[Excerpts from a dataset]
-=-=-

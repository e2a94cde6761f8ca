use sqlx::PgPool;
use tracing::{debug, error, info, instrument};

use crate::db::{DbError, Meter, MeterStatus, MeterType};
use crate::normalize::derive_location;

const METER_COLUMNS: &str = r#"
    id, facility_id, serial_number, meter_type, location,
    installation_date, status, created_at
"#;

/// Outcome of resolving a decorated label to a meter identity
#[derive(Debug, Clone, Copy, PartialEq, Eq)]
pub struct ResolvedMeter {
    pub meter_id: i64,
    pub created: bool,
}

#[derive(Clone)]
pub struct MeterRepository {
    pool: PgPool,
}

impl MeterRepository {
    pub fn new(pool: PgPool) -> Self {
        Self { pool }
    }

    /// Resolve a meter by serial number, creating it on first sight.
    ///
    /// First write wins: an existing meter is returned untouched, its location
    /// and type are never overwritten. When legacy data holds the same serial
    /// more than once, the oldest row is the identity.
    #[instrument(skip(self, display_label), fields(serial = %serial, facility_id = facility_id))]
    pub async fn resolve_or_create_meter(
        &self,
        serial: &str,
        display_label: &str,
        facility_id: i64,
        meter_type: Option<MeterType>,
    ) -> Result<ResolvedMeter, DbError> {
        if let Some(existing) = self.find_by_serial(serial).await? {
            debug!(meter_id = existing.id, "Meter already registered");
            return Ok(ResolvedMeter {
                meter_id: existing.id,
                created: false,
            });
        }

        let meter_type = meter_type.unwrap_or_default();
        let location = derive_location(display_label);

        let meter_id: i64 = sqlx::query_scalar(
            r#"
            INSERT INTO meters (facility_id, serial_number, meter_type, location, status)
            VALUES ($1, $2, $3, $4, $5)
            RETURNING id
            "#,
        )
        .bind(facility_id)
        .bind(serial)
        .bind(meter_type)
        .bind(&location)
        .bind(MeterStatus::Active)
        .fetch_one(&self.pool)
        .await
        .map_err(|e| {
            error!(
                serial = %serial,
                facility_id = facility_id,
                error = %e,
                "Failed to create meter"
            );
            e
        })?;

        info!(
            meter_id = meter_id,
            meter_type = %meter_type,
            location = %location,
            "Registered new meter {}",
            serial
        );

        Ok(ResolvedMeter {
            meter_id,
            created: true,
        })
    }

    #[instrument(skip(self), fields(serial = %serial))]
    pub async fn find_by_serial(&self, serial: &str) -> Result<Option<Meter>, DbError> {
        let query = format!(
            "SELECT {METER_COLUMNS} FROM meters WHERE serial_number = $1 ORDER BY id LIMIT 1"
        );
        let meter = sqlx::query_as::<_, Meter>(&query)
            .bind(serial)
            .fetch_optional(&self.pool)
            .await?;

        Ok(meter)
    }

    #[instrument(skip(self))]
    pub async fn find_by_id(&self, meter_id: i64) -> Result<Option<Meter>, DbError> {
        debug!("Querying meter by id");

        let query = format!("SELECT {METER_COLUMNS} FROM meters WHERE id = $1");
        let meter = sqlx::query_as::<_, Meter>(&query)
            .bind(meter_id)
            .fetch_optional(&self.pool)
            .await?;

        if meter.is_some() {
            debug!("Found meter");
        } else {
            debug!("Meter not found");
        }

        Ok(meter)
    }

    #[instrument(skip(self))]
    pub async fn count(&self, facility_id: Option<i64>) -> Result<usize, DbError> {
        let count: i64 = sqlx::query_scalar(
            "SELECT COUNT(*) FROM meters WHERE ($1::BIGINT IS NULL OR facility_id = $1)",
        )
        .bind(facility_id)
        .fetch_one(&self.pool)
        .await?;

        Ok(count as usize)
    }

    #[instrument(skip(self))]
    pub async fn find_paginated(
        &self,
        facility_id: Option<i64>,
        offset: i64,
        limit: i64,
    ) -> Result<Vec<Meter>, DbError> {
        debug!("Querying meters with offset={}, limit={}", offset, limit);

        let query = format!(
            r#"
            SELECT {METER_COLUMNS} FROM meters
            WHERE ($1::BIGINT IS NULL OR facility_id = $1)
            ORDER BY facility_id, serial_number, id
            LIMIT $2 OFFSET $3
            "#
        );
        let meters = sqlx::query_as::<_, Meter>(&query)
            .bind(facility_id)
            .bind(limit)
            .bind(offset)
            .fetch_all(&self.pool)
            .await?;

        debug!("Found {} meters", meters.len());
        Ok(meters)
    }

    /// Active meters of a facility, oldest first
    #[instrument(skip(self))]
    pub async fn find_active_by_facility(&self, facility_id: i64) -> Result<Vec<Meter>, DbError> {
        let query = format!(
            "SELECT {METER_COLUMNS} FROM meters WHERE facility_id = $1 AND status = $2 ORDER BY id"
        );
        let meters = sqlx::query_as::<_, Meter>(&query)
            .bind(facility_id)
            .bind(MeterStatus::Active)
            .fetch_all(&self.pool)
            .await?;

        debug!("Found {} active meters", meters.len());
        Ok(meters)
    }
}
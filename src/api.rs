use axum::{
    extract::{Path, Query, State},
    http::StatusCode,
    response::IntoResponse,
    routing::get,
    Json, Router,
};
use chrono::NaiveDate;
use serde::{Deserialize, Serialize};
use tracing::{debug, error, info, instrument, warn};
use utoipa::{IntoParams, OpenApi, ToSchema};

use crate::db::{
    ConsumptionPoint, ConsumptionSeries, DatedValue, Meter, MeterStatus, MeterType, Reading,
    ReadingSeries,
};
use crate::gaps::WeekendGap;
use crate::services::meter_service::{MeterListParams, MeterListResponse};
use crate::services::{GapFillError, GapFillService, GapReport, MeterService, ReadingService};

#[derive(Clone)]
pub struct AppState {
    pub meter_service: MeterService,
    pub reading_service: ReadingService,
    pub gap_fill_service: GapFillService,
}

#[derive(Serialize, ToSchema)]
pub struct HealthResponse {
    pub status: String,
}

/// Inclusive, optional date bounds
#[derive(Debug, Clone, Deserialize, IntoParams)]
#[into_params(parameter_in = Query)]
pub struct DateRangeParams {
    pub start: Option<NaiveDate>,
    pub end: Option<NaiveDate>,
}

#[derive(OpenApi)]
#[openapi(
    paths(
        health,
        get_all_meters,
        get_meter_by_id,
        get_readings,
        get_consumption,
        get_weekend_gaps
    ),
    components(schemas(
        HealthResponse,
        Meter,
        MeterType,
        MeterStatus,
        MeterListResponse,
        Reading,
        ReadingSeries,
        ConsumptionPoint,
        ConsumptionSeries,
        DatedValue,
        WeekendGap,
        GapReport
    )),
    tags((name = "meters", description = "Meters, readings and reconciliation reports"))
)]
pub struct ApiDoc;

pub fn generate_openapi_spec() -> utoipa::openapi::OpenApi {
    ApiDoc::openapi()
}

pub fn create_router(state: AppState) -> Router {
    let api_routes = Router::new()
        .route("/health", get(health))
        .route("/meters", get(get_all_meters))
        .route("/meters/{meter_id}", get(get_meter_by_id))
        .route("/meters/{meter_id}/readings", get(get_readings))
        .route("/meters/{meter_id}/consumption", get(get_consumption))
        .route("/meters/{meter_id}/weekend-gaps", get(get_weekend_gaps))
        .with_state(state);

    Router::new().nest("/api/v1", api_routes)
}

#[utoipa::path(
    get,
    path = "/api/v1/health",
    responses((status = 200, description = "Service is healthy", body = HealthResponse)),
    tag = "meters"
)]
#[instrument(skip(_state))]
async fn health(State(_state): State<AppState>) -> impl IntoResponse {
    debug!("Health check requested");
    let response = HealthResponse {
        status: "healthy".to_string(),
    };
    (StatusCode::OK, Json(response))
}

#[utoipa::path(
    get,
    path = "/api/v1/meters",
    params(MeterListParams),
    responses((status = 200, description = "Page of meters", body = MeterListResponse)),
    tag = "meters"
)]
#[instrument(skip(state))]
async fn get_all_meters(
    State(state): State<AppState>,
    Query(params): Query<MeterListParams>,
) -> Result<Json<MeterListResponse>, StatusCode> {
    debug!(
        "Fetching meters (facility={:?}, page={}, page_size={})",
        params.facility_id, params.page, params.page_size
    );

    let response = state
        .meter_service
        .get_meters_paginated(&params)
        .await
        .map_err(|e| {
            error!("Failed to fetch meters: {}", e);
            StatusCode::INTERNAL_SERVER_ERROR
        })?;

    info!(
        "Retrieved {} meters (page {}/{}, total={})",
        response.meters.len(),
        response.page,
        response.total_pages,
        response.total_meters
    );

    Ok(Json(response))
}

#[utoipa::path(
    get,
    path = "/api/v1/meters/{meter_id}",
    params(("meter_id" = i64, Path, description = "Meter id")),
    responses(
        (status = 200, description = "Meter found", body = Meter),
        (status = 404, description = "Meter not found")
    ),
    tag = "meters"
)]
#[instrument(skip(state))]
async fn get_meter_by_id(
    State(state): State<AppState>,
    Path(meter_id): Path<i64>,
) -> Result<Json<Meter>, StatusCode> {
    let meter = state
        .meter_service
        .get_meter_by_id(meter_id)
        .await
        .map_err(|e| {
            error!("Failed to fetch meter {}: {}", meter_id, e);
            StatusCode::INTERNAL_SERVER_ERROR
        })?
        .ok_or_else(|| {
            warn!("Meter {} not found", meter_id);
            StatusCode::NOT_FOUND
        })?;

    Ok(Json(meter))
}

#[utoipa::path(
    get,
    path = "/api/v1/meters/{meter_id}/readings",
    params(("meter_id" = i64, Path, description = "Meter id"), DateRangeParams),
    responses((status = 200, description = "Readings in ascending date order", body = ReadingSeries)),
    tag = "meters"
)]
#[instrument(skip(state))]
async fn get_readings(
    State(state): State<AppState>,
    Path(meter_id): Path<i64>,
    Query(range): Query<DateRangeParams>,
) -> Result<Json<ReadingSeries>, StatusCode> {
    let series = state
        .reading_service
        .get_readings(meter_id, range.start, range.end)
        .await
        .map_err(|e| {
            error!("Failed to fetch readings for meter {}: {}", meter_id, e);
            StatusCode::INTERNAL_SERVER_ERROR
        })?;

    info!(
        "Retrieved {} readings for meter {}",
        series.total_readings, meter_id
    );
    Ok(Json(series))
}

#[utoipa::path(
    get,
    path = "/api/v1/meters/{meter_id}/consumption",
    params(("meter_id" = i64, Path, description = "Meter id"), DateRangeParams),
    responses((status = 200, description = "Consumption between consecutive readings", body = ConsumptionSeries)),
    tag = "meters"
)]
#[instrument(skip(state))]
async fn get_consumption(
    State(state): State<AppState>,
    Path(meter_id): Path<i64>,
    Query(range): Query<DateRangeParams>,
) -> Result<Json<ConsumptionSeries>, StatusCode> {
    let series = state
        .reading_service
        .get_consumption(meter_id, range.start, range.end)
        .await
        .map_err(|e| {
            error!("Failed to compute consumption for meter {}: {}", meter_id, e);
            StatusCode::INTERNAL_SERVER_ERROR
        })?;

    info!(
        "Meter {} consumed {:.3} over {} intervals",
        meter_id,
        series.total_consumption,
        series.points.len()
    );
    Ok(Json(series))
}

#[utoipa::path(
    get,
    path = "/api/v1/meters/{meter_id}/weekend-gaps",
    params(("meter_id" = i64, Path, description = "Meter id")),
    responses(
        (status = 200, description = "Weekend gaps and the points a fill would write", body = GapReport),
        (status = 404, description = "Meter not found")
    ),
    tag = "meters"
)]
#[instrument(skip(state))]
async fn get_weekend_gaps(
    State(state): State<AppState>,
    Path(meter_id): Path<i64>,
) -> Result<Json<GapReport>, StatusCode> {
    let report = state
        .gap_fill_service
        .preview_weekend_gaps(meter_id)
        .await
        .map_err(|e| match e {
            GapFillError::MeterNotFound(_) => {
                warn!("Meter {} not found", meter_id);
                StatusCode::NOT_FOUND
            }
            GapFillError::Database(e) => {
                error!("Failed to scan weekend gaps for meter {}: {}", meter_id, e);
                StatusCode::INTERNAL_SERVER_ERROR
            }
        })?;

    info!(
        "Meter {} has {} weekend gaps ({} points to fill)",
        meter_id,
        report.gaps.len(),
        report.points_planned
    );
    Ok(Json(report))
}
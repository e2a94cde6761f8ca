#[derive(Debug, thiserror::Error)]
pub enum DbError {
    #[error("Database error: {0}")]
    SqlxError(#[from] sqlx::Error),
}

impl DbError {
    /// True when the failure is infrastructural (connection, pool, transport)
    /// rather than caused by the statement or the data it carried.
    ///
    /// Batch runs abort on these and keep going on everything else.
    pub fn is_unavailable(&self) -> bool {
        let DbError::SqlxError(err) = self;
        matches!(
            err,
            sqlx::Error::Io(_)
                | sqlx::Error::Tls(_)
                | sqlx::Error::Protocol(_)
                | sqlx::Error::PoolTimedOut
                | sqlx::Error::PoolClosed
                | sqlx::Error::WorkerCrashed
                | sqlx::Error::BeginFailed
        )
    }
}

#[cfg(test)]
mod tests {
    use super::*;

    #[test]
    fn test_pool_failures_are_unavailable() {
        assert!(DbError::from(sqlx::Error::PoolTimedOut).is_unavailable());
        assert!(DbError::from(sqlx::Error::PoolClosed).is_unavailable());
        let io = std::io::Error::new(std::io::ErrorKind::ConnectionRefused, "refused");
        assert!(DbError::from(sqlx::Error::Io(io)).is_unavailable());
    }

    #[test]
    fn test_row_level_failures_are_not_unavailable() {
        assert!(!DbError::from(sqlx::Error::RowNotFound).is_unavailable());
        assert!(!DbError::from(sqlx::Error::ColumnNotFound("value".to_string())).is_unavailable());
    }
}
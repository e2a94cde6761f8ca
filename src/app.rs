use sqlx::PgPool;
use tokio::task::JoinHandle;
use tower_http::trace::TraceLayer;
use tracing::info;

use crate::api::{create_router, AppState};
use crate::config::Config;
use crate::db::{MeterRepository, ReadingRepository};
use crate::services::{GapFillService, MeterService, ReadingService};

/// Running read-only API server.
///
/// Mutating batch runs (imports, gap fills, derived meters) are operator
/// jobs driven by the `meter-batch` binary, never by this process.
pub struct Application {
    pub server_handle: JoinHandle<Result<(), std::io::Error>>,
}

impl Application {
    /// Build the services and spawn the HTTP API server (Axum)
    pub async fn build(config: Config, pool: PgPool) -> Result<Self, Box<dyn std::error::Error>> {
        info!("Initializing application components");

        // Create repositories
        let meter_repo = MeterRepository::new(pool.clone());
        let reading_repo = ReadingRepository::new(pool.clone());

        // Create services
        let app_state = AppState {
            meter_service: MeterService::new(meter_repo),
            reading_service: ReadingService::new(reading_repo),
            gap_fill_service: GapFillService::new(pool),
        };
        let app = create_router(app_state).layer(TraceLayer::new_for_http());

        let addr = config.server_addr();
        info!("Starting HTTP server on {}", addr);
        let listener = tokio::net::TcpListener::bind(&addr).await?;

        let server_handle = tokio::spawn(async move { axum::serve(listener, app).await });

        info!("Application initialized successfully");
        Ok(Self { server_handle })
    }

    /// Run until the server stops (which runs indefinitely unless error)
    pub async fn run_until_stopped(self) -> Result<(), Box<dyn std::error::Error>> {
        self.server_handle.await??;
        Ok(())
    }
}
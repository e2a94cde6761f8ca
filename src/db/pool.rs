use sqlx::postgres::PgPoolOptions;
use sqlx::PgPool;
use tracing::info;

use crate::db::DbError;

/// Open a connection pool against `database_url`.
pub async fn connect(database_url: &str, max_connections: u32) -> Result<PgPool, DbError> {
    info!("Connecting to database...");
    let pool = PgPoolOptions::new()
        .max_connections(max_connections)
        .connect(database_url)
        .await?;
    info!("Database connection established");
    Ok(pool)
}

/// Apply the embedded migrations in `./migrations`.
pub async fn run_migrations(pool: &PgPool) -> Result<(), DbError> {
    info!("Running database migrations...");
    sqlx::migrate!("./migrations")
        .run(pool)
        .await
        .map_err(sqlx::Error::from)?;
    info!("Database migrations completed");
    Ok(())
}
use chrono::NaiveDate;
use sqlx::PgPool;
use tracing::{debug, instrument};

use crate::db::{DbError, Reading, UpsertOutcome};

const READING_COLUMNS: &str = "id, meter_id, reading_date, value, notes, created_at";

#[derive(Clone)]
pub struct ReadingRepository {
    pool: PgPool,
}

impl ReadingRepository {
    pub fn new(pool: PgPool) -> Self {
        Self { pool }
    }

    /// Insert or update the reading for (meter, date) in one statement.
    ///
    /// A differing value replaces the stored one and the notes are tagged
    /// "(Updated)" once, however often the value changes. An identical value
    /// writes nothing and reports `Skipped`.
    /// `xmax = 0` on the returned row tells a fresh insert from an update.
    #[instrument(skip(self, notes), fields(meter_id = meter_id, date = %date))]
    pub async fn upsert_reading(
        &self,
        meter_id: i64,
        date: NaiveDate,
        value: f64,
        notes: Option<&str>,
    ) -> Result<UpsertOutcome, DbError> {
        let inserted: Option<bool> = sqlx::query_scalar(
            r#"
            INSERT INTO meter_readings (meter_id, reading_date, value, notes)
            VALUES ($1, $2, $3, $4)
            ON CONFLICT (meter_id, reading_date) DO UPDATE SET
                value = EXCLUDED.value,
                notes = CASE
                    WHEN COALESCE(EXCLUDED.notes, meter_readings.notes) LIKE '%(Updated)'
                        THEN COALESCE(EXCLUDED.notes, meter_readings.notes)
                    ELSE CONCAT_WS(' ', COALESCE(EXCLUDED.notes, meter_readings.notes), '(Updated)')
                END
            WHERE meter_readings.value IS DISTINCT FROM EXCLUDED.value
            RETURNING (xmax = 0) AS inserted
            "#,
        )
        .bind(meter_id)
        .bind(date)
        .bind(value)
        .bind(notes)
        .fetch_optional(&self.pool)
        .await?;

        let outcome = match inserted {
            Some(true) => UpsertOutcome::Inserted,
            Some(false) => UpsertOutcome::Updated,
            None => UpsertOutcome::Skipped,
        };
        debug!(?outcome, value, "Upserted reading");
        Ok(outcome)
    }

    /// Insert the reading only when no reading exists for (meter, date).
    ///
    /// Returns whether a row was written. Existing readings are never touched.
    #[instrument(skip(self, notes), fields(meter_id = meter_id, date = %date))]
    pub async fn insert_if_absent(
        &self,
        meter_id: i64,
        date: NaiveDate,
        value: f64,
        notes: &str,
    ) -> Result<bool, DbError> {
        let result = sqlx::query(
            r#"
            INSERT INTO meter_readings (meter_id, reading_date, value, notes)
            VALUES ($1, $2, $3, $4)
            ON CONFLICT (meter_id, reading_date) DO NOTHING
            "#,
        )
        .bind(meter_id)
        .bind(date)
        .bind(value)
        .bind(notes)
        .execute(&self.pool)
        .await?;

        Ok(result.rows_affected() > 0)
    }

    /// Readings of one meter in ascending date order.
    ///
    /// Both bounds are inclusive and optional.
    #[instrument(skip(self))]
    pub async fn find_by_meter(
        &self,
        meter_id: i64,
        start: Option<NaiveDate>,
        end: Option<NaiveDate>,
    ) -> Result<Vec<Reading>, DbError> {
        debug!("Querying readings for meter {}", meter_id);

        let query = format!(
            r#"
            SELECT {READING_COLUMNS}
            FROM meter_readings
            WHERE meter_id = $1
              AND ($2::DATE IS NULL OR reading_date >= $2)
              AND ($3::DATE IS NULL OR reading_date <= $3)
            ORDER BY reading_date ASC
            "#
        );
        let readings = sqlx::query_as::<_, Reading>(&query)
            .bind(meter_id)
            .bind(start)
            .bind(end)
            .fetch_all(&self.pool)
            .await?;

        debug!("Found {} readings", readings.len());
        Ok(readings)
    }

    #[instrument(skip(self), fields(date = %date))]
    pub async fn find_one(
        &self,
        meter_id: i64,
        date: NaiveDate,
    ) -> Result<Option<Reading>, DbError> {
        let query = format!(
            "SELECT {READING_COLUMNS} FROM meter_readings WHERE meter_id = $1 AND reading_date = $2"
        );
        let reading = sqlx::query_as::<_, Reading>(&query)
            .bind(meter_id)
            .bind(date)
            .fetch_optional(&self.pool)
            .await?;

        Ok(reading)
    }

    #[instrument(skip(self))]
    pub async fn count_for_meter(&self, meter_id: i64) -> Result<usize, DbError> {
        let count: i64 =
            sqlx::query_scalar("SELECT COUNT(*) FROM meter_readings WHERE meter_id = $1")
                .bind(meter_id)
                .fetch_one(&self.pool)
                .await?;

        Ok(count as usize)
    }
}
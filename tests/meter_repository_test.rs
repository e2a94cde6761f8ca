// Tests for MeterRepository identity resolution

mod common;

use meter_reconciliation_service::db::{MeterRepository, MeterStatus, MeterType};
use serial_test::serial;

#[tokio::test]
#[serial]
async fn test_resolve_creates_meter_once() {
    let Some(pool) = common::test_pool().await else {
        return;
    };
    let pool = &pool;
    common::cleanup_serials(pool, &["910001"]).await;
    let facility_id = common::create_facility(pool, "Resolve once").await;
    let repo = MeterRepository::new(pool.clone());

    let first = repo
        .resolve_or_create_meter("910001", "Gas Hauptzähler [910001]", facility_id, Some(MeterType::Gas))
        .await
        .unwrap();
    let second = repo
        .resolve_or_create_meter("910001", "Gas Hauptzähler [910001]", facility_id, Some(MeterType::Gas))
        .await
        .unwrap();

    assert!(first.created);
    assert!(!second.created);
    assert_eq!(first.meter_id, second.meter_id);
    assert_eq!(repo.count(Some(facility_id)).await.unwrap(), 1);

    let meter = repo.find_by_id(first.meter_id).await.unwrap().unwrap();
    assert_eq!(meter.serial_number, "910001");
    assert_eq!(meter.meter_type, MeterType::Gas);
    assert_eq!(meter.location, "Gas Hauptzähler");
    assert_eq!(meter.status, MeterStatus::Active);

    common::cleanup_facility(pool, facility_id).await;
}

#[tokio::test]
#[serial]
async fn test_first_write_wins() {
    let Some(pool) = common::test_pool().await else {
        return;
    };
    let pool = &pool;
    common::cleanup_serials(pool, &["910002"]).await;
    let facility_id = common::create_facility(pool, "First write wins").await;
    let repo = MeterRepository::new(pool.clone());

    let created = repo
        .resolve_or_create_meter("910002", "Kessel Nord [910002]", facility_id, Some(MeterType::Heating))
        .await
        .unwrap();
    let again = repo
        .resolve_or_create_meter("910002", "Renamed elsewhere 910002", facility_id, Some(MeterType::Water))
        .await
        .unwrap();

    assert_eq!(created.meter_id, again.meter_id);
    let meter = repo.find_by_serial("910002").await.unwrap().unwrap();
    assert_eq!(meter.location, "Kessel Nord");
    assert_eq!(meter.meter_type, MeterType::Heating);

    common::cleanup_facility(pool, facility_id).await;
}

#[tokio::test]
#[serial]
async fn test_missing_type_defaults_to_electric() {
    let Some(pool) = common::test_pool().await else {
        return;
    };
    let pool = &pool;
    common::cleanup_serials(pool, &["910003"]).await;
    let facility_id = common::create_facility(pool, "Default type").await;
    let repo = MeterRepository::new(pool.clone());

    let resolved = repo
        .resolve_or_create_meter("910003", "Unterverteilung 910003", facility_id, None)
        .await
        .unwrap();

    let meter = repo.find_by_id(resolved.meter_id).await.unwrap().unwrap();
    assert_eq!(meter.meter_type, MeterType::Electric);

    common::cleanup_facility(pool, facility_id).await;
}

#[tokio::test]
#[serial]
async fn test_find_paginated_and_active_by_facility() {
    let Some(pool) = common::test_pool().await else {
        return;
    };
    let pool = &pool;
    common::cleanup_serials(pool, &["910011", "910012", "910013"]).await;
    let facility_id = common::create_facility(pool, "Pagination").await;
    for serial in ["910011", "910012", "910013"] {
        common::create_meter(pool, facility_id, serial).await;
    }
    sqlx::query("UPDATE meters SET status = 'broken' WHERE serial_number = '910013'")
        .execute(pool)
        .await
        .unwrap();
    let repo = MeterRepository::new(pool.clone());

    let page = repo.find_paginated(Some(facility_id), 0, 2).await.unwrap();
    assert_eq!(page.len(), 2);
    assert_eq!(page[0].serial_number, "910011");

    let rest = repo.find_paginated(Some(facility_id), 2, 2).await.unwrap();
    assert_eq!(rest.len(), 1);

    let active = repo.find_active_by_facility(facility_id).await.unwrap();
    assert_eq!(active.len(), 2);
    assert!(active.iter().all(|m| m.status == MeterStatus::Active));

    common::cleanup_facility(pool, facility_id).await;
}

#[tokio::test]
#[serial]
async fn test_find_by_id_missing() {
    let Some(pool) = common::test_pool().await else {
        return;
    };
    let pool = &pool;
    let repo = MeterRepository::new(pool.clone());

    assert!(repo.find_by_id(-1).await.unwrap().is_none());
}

-=-=-

• [Description of the task]: Only the lines from the first line of the records through the line with "the same serial" should be reproduced, exactly and with nothing added.

• [Finished exercise]:
repository e2a94cde6761f8ca
use sqlx::PgPool;
use tracing::{debug, error, info, instrument};

use crate::db::{DbError, Meter, MeterStatus, MeterType};
use crate::normalize::derive_location;

const METER_COLUMNS: &str = r#"
    id, facility_id, serial_number, meter_type, location,
    installation_date, status, created_at
"#;

/// Outcome of resolving a decorated label to a meter identity
#[derive(Debug, Clone, Copy, PartialEq, Eq)]
pub struct ResolvedMeter {
    pub meter_id: i64,
    pub created: bool,
}

#[derive(Clone)]
pub struct MeterRepository {
    pool: PgPool,
}

impl MeterRepository {
    pub fn new(pool: PgPool) -> Self {
        Self { pool }
    }

    /// Resolve a meter by serial number, creating it on first sight.
    ///
    /// First write wins: an existing meter is returned untouched, its location
    /// and type are never overwritten. When legacy data holds the same serial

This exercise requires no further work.